7.       Memalingkan pandangan dari maksiat dan menjaga anggota badan darinya karena ia akan mempercepat proses peningkatan diri untuk mencapai maqam yang paling tinggi dan mempermudah kinerja fisik dalam melakukan ketaatan.
8.       Berusaha tidak menggantungkan diri kepada makhluk untuk mencukupi segala kebutuhannya baik kecil maupun besar karena ia merupakan tanda kesempurnaan izzah ahli ibadah dan kemuliaan orang-orang yang bertaqwa. Dengan berbekal sifat ini, dia akan sanggup menyeru kepada kebaikan dan mencegah kemungkaran. Dia merasa cukup dengan pertolongan Allah, yakin dengan pemberian-Nya dan memandang semua manusia memiliki hak yang sama, dan hal ini lebih dekat dengan sifat ikhlas.
9.       Tidak mengharapkan sesuatu dari manusia. Ini merupakan kekayaan yang murni, kehormatan yang paling luhur dan tawakal yang benar. Ia merupakan salah satu pintu zuhud dan sifat wara’ dapat diraih dengannya.

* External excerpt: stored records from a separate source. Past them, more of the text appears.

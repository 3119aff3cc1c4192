//! Configuration loader with TOML parsing and environment variable overrides

use super::schema::CleanerConfig;
use crate::domain::{CleanerError, Result};
use regex::Regex;
use std::fs;
use std::path::{Path, PathBuf};

/// Prefix of environment variables that override loaded settings
pub const ENV_PREFIX: &str = "DATA_CLEANER_";

/// Loads configuration from a TOML file
///
/// This function:
/// 1. Reads the TOML file
/// 2. Performs environment variable substitution (${VAR} syntax)
/// 3. Parses the TOML into CleanerConfig
/// 4. Applies environment variable overrides (DATA_CLEANER_* prefix)
/// 5. Validates the configuration
///
/// # Errors
///
/// Returns [`CleanerError::Configuration`] if the file cannot be read, a
/// referenced variable is unset, or parsing or validation fails.
///
/// # Examples
///
/// ```no_run
/// use data_cleaner::config::load_config;
///
/// let config = load_config("data-cleaner.toml")?;
/// println!("Seed: {:?}", config.generators.seed);
/// # Ok::<(), data_cleaner::domain::CleanerError>(())
/// ```
pub fn load_config(path: impl AsRef<Path>) -> Result<CleanerConfig> {
    let path = path.as_ref();

    if !path.exists() {
        return Err(CleanerError::Configuration(format!(
            "Configuration file not found: {}",
            path.display()
        )));
    }

    let contents = fs::read_to_string(path).map_err(|e| {
        CleanerError::Configuration(format!(
            "Failed to read configuration file {}: {e}",
            path.display()
        ))
    })?;

    load_config_str(&contents)
}

/// Loads configuration from TOML text, with the same steps as [`load_config`]
pub fn load_config_str(contents: &str) -> Result<CleanerConfig> {
    let contents = substitute_env_vars(contents)?;

    let mut config: CleanerConfig = toml::from_str(&contents)
        .map_err(|e| CleanerError::Configuration(format!("Failed to parse TOML: {e}")))?;

    config.apply_env_overrides()?;

    config.validate().map_err(|e| {
        CleanerError::Configuration(format!("Configuration validation failed: {e}"))
    })?;

    Ok(config)
}

/// Substitutes environment variables in the format ${VAR_NAME}
///
/// Comment lines are left as they are.
///
/// # Errors
///
/// Returns an error naming every referenced variable that is not set
pub fn substitute_env_vars(input: &str) -> Result<String> {
    let re = Regex::new(r"\$\{([A-Z_][A-Z0-9_]*)\}")
        .map_err(|e| CleanerError::Configuration(format!("Invalid substitution pattern: {e}")))?;
    let mut result = String::with_capacity(input.len());
    let mut missing_vars: Vec<String> = Vec::new();

    for line in input.lines() {
        if line.trim_start().starts_with('#') {
            result.push_str(line);
            result.push('\n');
            continue;
        }

        let processed = re.replace_all(line, |caps: &regex::Captures<'_>| {
            let var_name = &caps[1];
            std::env::var(var_name).unwrap_or_else(|_| {
                if !missing_vars.iter().any(|v| v == var_name) {
                    missing_vars.push(var_name.to_string());
                }
                String::new()
            })
        });
        result.push_str(&processed);
        result.push('\n');
    }

    if !missing_vars.is_empty() {
        return Err(CleanerError::Configuration(format!(
            "Missing required environment variables: {}",
            missing_vars.join(", ")
        )));
    }

    Ok(result)
}

impl CleanerConfig {
    /// Applies `DATA_CLEANER_<SECTION>_<KEY>` environment overrides
    ///
    /// Recognised variables: `GENERATORS_DEFAULTS`, `GENERATORS_SEED`,
    /// `FORMAT_LIBRARIES` (comma separated), `LOGGING_LEVEL`, `LOGGING_JSON`,
    /// `LOGGING_LOCAL_ENABLED`, `LOGGING_LOCAL_PATH`, `AUDIT_ENABLED`,
    /// `AUDIT_LOG_PATH`.
    pub fn apply_env_overrides(&mut self) -> Result<()> {
        self.apply_overrides_from(|key| std::env::var(format!("{ENV_PREFIX}{key}")).ok())
    }

    /// Applies overrides read through `lookup`, keyed without the prefix
    pub fn apply_overrides_from<F>(&mut self, lookup: F) -> Result<()>
    where
        F: Fn(&str) -> Option<String>,
    {
        if let Some(val) = lookup("GENERATORS_DEFAULTS") {
            self.generators.defaults = parse_override("GENERATORS_DEFAULTS", &val)?;
        }
        if let Some(val) = lookup("GENERATORS_SEED") {
            self.generators.seed = Some(parse_override("GENERATORS_SEED", &val)?);
        }

        if let Some(val) = lookup("FORMAT_LIBRARIES") {
            self.format_libraries = val
                .split(',')
                .map(str::trim)
                .filter(|path| !path.is_empty())
                .map(PathBuf::from)
                .collect();
        }

        if let Some(val) = lookup("LOGGING_LEVEL") {
            self.logging.level = val;
        }
        if let Some(val) = lookup("LOGGING_JSON") {
            self.logging.json = parse_override("LOGGING_JSON", &val)?;
        }
        if let Some(val) = lookup("LOGGING_LOCAL_ENABLED") {
            self.logging.local_enabled = parse_override("LOGGING_LOCAL_ENABLED", &val)?;
        }
        if let Some(val) = lookup("LOGGING_LOCAL_PATH") {
            self.logging.local_path = val;
        }

        if let Some(val) = lookup("AUDIT_ENABLED") {
            self.audit.enabled = parse_override("AUDIT_ENABLED", &val)?;
        }
        if let Some(val) = lookup("AUDIT_LOG_PATH") {
            self.audit.log_path = PathBuf::from(val);
        }

        Ok(())
    }
}

fn parse_override<T>(key: &str, value: &str) -> Result<T>
where
    T: std::str::FromStr,
    T::Err: std::fmt::Display,
{
    value.trim().parse().map_err(|e| {
        CleanerError::Configuration(format!("Invalid {ENV_PREFIX}{key} value '{value}': {e}"))
    })
}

10.    Tawadhu’ (rendah hati) yang akan mengangkat kedudukan seorang hamba. Rendah hati adalah suatu sifat yang merupakan dasar seluruh akhlak. Dengannya manusia dapat mencapai kedudukan orang-orang saleh yang rela dengan seluruh kehendak Allah baik dalam keadaan senang maupun susah, dan itu merupakan tanda kesempurnaan takwa. Pengertian tawadhu’ menurut persepsi Syaikh Abdul Qadir tidak berbeda dengan pengertian yang diterangkan oleh Al-Ghazzali, yaitu: “setiap seorang hamba berjumpa dengan seorang maka ia selalu menganggapnya lebih utama dari dirinya. Jika yang dijumpainya seorang anak kecil maka ia akan mengatakan bahwa anak ini belum bermaksiat kepada Allah sedangkan aku telah melakukan maksiat, maka pasti ia lebih baik dariku. Jika yang dijumpainya orang yang lebih tua maka ia akan mengatakan orang ini telah menyembah Allah sebelumku. Jika yang dijumpainya seorang alim maka ia akan mengatakan bahwa orang ini dianugerahi Allah sesuatu yang belum aku capai, mendapatkan apa yang belum aku dapat dan mengetahui apa yang tidak kuketahui, apalagi ia mengamalkan ilmunya. Jika yang ditemuinya seorang jahil maka ia akan mengatakan bahwa orang ini melakukan maksiat karena tidak tahu sedangkan aku bermaksiat padahal aku tahu, aku tidak tahu bagaimana akhir perjalanan hidupku dan akhir perjalanan hidupnya. Jika yang ditemuinya seorang kafir maka dia akan mengatakan aku tidak tahu, bisa jadi orang ini akan masuk islam sehingga mengakhir usianya dengan perbuatan baik, sedangkan aku bisa jadi berubah menjadi kafir sehingga mengakhiri hidup dengan keburukan. Semua ini merupakan pintu menuju sikap mengasihi dan malu”.